Michael: Nishan, these ideas sound closely aligned with the principle of technological stewardship that was central to ISTAS21.

Chelvachandran: Yes, technological development frameworks are playing catch up in regard to stewardship. Because algorithmic processes have so often fallen short through short-sighted, ill-informed, or biased construction, it is important that we conceptualize, design, and implement technology that reflects the people, communities, and cultures that use it [23]. To be truly human-centric, stewards when designing with and for kids, we must take a transdisciplinary approach to technological design and creation [24]. We need to integrate technical and nontechnical expertise and consider underlying values and intentional decisions. But as we pursue these opportunities, there are challenges to overcome.

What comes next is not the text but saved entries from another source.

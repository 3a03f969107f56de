//! `waf_certificate`: upload or remove a WAF certificate
//!
//! Certificates cannot be modified once uploaded. When the remote reports
//! the certificate body, a different `content` is a conflict.

use async_trait::async_trait;
use serde_json::{json, Value};

use crate::args::{ArgSpec, ArgumentSpec, Params};
use crate::envelope::Outcome;
use crate::error::{ModuleError, Result};
use crate::module::{resource_id, run_stateful, state_param, Module, ModuleContext};
use crate::reconcile::{Attribute, ResourceAdapter};
use crate::services::Session;

const FROZEN: &[Attribute] = &[Attribute::scalar("content", "content")];

pub struct WafCertificate;

#[async_trait]
impl Module for WafCertificate {
    fn name(&self) -> &'static str {
        "waf_certificate"
    }

    fn argument_spec(&self) -> ArgumentSpec {
        ArgumentSpec::new()
            .param("name", ArgSpec::str().required())
            .param("content", ArgSpec::str())
            .param("private_key", ArgSpec::str().sensitive())
            .param("state", state_param())
            .required_if("state", "present", &["content", "private_key"])
    }

    async fn run(&self, ctx: &ModuleContext) -> Result<Outcome> {
        let adapter = CertificateAdapter {
            params: &ctx.params,
            session: &ctx.session,
            name: ctx.params.get_str("name").unwrap_or_default(),
        };
        run_stateful(ctx, &adapter).await
    }
}

struct CertificateAdapter<'a> {
    params: &'a Params,
    session: &'a Session,
    name: &'a str,
}

#[async_trait]
impl<'a> ResourceAdapter for CertificateAdapter<'a> {
    fn kind(&self) -> &'static str {
        "waf_certificate"
    }

    fn identity(&self) -> &str {
        self.name
    }

    fn non_updatable(&self) -> &'static [Attribute] {
        FROZEN
    }

    fn supports_update(&self) -> bool {
        false
    }

    async fn find(&self) -> Result<Option<Value>> {
        Ok(self.session.waf.find_certificate(self.name).await?)
    }

    async fn creation_bundle(&self) -> Result<Value> {
        Ok(json!({
            "name": self.name,
            "content": self.params.get_str("content").map(str::trim),
        }))
    }

    async fn create(&self, bundle: &Value) -> Result<Value> {
        let key = self
            .params
            .secret("private_key")
            .and_then(|s| s.expose().as_str())
            .ok_or_else(|| ModuleError::invalid("private_key is required to upload a certificate"))?;

        let mut request = bundle.clone();
        request["key"] = json!(key.trim());
        Ok(self.session.waf.create_certificate(request).await?)
    }

    async fn delete(&self, existing: &Value) -> Result<()> {
        let id = resource_id(existing)
            .ok_or_else(|| ModuleError::internal("waf certificate without id"))?;
        Ok(self.session.waf.delete_certificate(id).await?)
    }

    async fn refresh(&self, resource: &Value) -> Result<Option<Value>> {
        match resource_id(resource) {
            Some(id) => Ok(self.session.waf.find_certificate(id).await?),
            None => Ok(None),
        }
    }
}
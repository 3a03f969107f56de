//! Error taxonomy
//!
//! Every failure a module can report is one of the variants of
//! [`ModuleError`]. The envelope `msg` is the `Display` form, which always
//! starts with the taxon name so the runner (and humans) can classify it.

use thiserror::Error;

use crate::otc::http::ApiError;

/// Classified module failure.
#[derive(Debug, Clone, PartialEq, Eq, Error)]
pub enum ModuleError {
    /// Schema violations, unknown keys, cross-parameter conflicts,
    /// overspecified cloud configuration.
    #[error("invalid-arguments: {0}")]
    InvalidArguments(String),

    /// Minimum SDK not satisfied, or a related resource needed for
    /// attribute resolution does not exist.
    #[error("precondition-failed: {0}")]
    PreconditionFailed(String),

    /// A resource referenced by identity could not be located.
    #[error("not-found: {0}")]
    NotFound(String),

    /// Drift on a non-updatable attribute.
    #[error("conflict: {0}")]
    Conflict(String),

    /// Any underlying remote error, reason included verbatim.
    #[error("connectivity: {0}")]
    Connectivity(String),

    /// A wait did not observe the terminal state in time.
    #[error("timeout: {0}")]
    Timeout(String),

    /// Harness invariant violation. Always a bug.
    #[error("internal: {0}")]
    Internal(String),
}

impl ModuleError {
    /// Stable taxon name, also the `msg` prefix.
    pub fn taxon(&self) -> &'static str {
        match self {
            Self::InvalidArguments(_) => "invalid-arguments",
            Self::PreconditionFailed(_) => "precondition-failed",
            Self::NotFound(_) => "not-found",
            Self::Conflict(_) => "conflict",
            Self::Connectivity(_) => "connectivity",
            Self::Timeout(_) => "timeout",
            Self::Internal(_) => "internal",
        }
    }

    pub fn invalid(msg: impl Into<String>) -> Self {
        Self::InvalidArguments(msg.into())
    }

    pub fn precondition(msg: impl Into<String>) -> Self {
        Self::PreconditionFailed(msg.into())
    }

    pub fn not_found(msg: impl Into<String>) -> Self {
        Self::NotFound(msg.into())
    }

    pub fn conflict(msg: impl Into<String>) -> Self {
        Self::Conflict(msg.into())
    }

    pub fn connectivity(msg: impl Into<String>) -> Self {
        Self::Connectivity(msg.into())
    }

    pub fn timeout(msg: impl Into<String>) -> Self {
        Self::Timeout(msg.into())
    }

    pub fn internal(msg: impl Into<String>) -> Self {
        Self::Internal(msg.into())
    }

    /// Reason without the taxon prefix.
    pub fn reason(&self) -> &str {
        match self {
            Self::InvalidArguments(m)
            | Self::PreconditionFailed(m)
            | Self::NotFound(m)
            | Self::Conflict(m)
            | Self::Connectivity(m)
            | Self::Timeout(m)
            | Self::Internal(m) => m,
        }
    }

    /// Rewrites the reason, keeping the taxon. Used to scrub secrets.
    pub fn map_reason(self, f: impl FnOnce(&str) -> String) -> Self {
        let reason = f(self.reason());
        match self {
            Self::InvalidArguments(_) => Self::InvalidArguments(reason),
            Self::PreconditionFailed(_) => Self::PreconditionFailed(reason),
            Self::NotFound(_) => Self::NotFound(reason),
            Self::Conflict(_) => Self::Conflict(reason),
            Self::Connectivity(_) => Self::Connectivity(reason),
            Self::Timeout(_) => Self::Timeout(reason),
            Self::Internal(_) => Self::Internal(reason),
        }
    }
}

impl From<ApiError> for ModuleError {
    fn from(err: ApiError) -> Self {
        match err {
            ApiError::Duplicate { .. } => Self::PreconditionFailed(err.to_string()),
            other => Self::Connectivity(other.to_string()),
        }
    }
}

pub type Result<T, E = ModuleError> = std::result::Result<T, E>;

Michael: The challenges are many. How to break with the way “we’ve always done things” (driven predominantly by new revenue-generating streams as opposed to need) and how to really value not only “children” but all stakeholder types relevant to the design of children’s digital services [25]. We have been allowing children to access adult digital services, such as social media, without any customization. Penalties have been handed down to organizations by various government agencies (e.g., for the unauthorized collection of children’s data) but how will we make changes to so many existing digital services to make them safe for children [26]? We need to take a good hard look at these digital service offerings, ask whether they are age-appropriate and if they are not, apply the IEEE 2089–2021 Standard in conjunction with local regulations. Age verification poses both security and privacy minefields but is the next step in the suite of possible 2089 Standards.

ACKNOWLEDGMENTS

The authors would like to acknowledge the contribution of their co-presenter at ISTAS21, Moira Patterson of the IEEE Standards Association, for her collaboration. Additionally, they would like to thank Terri Bookman and Heather Love for their editorial support.

Author Information

Nishan Chelvachandran is the founder of Iron Lakes, Helsinki, Finland, and the chair of IEEE SA’s Trustworthy Technological Implementations of Children’s Online and Offline Experiences Industry Connections Programme.
Katina Michael is a professor at Arizona State University, Tempe, AZ, USA, holding a joint appointment with the School for the Future of Innovation in Society and the School of Computing and Augmented Intelligence. She is also the director of the Society Policy Engineering Collective (SPEC). She is a senior global scientist with the Global Futures Laboratory and the Editor-in-Chief of IEEE Transactions on Technology and Society. She was the chair of the IEEE 2089–2021 Age Appropriate Digital Services for Children standard.